更新代码后，重新执行finetune.sh出错， TypeError: init_process_group() got multiple values for keyword argument 'backend'

Facico / Chinese-Vicuna

Chinese-Vicuna: A Chinese Instruction-following LLaMA-based Model —— 一个中文低资源的llama+lora方案，结构参考alpaca

https://github.com/Facico/Chinese-Vicuna

Apache License 2.0

4.14k stars 421 forks source link

更新代码后，重新执行finetune.sh出错， TypeError: init_process_group() got multiple values for keyword argument 'backend' #112

Open alisyzhu opened 1 year ago

alisyzhu commented 1 year ago

昨日重新拉取git code之后，再次执行finetune.sh，torchrun 就会报错。【初始环境】 A100 * 1 accelerate 0.18.0 bitsandbytes 0.37.2 transformers 4.29.0.dev0 【修改环境v1】执行pip install transformers==4.28.1 结果：仍然错误【修改环境v2】执行 pip install git+https://github.com/huggingface/transformers@ff20f9cf3615a8638023bc82925573cb9d0f3560 结果：仍然报错，错误如下：

Facico commented 1 year ago

finetune.py一个月都没改过了，老问题了你单卡就别用torchrun了，直接用python跑（报错的时候，你可以把你的错误在我们仓库搜一下）

dizhenx commented 1 year ago

finetune.py一个月都没改过了，老问题了你单卡就别用torchrun了，直接用python跑（报错的时候，你可以把你的错误在我们仓库搜一下）

我现在运行bash finetune_others_continue.sh也报这个错，这个错误是在调用finetune.py:237行时发生的

Facico commented 1 year ago

@dizhenx 这个和哪个脚本没关系，多卡用torchrun（我们脚本都是默认多卡的），单卡就不要用了，直接用python

wangrui6 commented 1 year ago

@Facico A100 的训练参数组合有经验吗？ ···

optimized for RTX 4090. for larger GPUs, increase some of these?

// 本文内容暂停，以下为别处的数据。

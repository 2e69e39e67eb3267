//! RemoteResponder - the AI chat path over the gateway.

use std::sync::Arc;

use async_trait::async_trait;
use tracing::debug;
use widget_core::{BotApi, ChatReply, ChatRequest, Responder, WidgetError};

/// Responder for bots with a trained AI model.
///
/// Forwards each visitor message to `POST /chat` through the gateway.
/// Failures (network, HTTP status, missing or blank reply) surface as
/// errors; the state machine converts them into the apology message.
pub struct RemoteResponder {
    api: Arc<dyn BotApi>,
}

impl RemoteResponder {
    /// Create a responder over the given gateway.
    pub fn new(api: Arc<dyn BotApi>) -> Self {
        Self { api }
    }
}

#[async_trait]
impl Responder for RemoteResponder {
    async fn respond(&self, request: ChatRequest) -> Result<ChatReply, WidgetError> {
        debug!("forwarding chat message to backend: {} chars", request.text.len());

        let text = self
            .api
            .send_chat(&request.bot_id, &request.session_id, &request.text)
            .await?;

        // The BotApi contract does not guarantee a non-empty reply; a blank
        // one is a responder failure, not something to show the visitor.
        if text.trim().is_empty() {
            return Err(WidgetError::ResponderFailed(
                "backend returned an empty reply".to_string(),
            ));
        }

        Ok(ChatReply::new(text))
    }

    fn name(&self) -> &str {
        "RemoteResponder"
    }
}

#[cfg(test)]
mod tests {
    use super::*;
    use serde_json::Value;
    use widget_core::{BotData, ContactForm, SubmitOutcome, VolunteerForm};

    struct ScriptedApi {
        reply: Result<String, ()>,
    }

    #[async_trait]
    impl BotApi for ScriptedApi {
        async fn fetch_bot_data(&self, _bot_id: &str) -> Result<BotData, WidgetError> {
            Ok(BotData::fallback())
        }

        async fn send_chat(
            &self,
            _bot_id: &str,
            _session_id: &str,
            _message: &str,
        ) -> Result<String, WidgetError> {
            self.reply
                .clone()
                .map_err(|_| WidgetError::Network("scripted failure".to_string()))
        }

        async fn submit_volunteer(
            &self,
            _bot_id: &str,
            _form: &VolunteerForm,
        ) -> Result<SubmitOutcome, WidgetError> {
            Ok(SubmitOutcome::accepted())
        }

        async fn submit_contact(
            &self,
            _bot_id: &str,
            _form: &ContactForm,
        ) -> Result<SubmitOutcome, WidgetError> {
            Ok(SubmitOutcome::accepted())
        }

        async fn track(&self, _event: &str, _data: Value) -> Result<(), WidgetError> {
            Ok(())
        }
    }

    #[tokio::test]
    async fn test_reply_passthrough() {
        let responder = RemoteResponder::new(Arc::new(ScriptedApi {
            reply: Ok("We meet Saturdays at 9am.".to_string()),
        }));

        let reply = responder
            .respond(ChatRequest::new("bot-1", "s-1", "when do you meet?"))
            .await
            .unwrap();
        assert_eq!(reply.text, "We meet Saturdays at 9am.");
    }

    #[tokio::test]
    async fn test_failure_propagates() {
        let responder = RemoteResponder::new(Arc::new(ScriptedApi { reply: Err(()) }));

        let result = responder
            .respond(ChatRequest::new("bot-1", "s-1", "hello"))
            .await;
        assert!(matches!(result, Err(WidgetError::Network(_))));
    }

    #[tokio::test]
    async fn test_empty_reply_is_a_responder_failure() {
        let responder = RemoteResponder::new(Arc::new(ScriptedApi {
            reply: Ok("   ".to_string()),
        }));

        let result = responder
            .respond(ChatRequest::new("bot-1", "s-1", "hello"))
            .await;
        assert!(matches!(result, Err(WidgetError::ResponderFailed(_))));
    }

    #[tokio::test]
    async fn test_responder_name() {
        let responder = RemoteResponder::new(Arc::new(ScriptedApi { reply: Err(()) }));
        assert_eq!(responder.name(), "RemoteResponder");
    }
}
//! Core types and traits for the NPO Bots embeddable widget.
//!
//! This crate provides the shared interface for the widget workspace:
//!
//! - [`WidgetConfig`] / [`Theme`] - Host-supplied configuration with typed defaults
//! - [`BotData`] - Server-supplied bot behavior, with a degraded-mode fallback
//! - [`Message`] / [`Transcript`] - The append-only conversation record
//! - [`BotApi`] - The trait every network gateway must implement
//! - [`Responder`] - The trait for chat reply producers (canned or AI)
//! - [`SessionStore`] - Persistence for the per-visitor session id
//! - [`WidgetError`] - Error types shared across the workspace
//!
//! # Example
//!
//! ```rust
//! use widget_core::{ChatReply, ChatRequest, Responder, WidgetError};
//! use widget_core::async_trait;
//!
//! struct MyResponder;
//!
//! #[async_trait]
//! impl Responder for MyResponder {
//!     async fn respond(&self, _request: ChatRequest) -> Result<ChatReply, WidgetError> {
//!         Ok(ChatReply::new("Hello!"))
//!     }
//!
//!     fn name(&self) -> &str {
//!         "MyResponder"
//!     }
//! }
//! ```

mod api;
mod bot_data;
mod config;
mod error;
mod forms;
mod message;
mod responder;
mod session;

pub use api::BotApi;
pub use bot_data::BotData;
pub use config::{Position, Theme, WidgetConfig, WidgetConfigBuilder};
pub use error::WidgetError;
pub use forms::{ContactForm, SubmitOutcome, VolunteerForm};
pub use message::{Message, Sender, Transcript};
pub use responder::{ChatReply, ChatRequest, Responder};
pub use session::{
    generate_session_id, load_or_create, FileSessionStore, MemorySessionStore, SessionStore,
};

// Re-export async_trait for convenience
pub use async_trait::async_trait;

MICRO_BATCH_SIZE = 4 # this could actually be 5 but i like powers of 2 BATCH_SIZE = 128 MAX_STEPS = None GRADIENT_ACCUMULATION_STEPS = BATCH_SIZE // MICRO_BATCH_SIZE EPOCHS = 3 # we don't always need 3 tbh LEARNING_RATE = 3e-4 # the Karpathy constant CUTOFF_LEN = 256 # 256 accounts for about 96% of the data LORA_R = 8 LORA_ALPHA = 16 LORA_DROPOUT = 0.05 VAL_SET_SIZE = args.test_size #2000 ··· 尤其是前几个

wangrui6 commented 1 year ago

@Facico 另外想问一下finetune的速度如何？用4090 finetune vicuna13b，100K的samples大概要多久？有可以参考的数据吗？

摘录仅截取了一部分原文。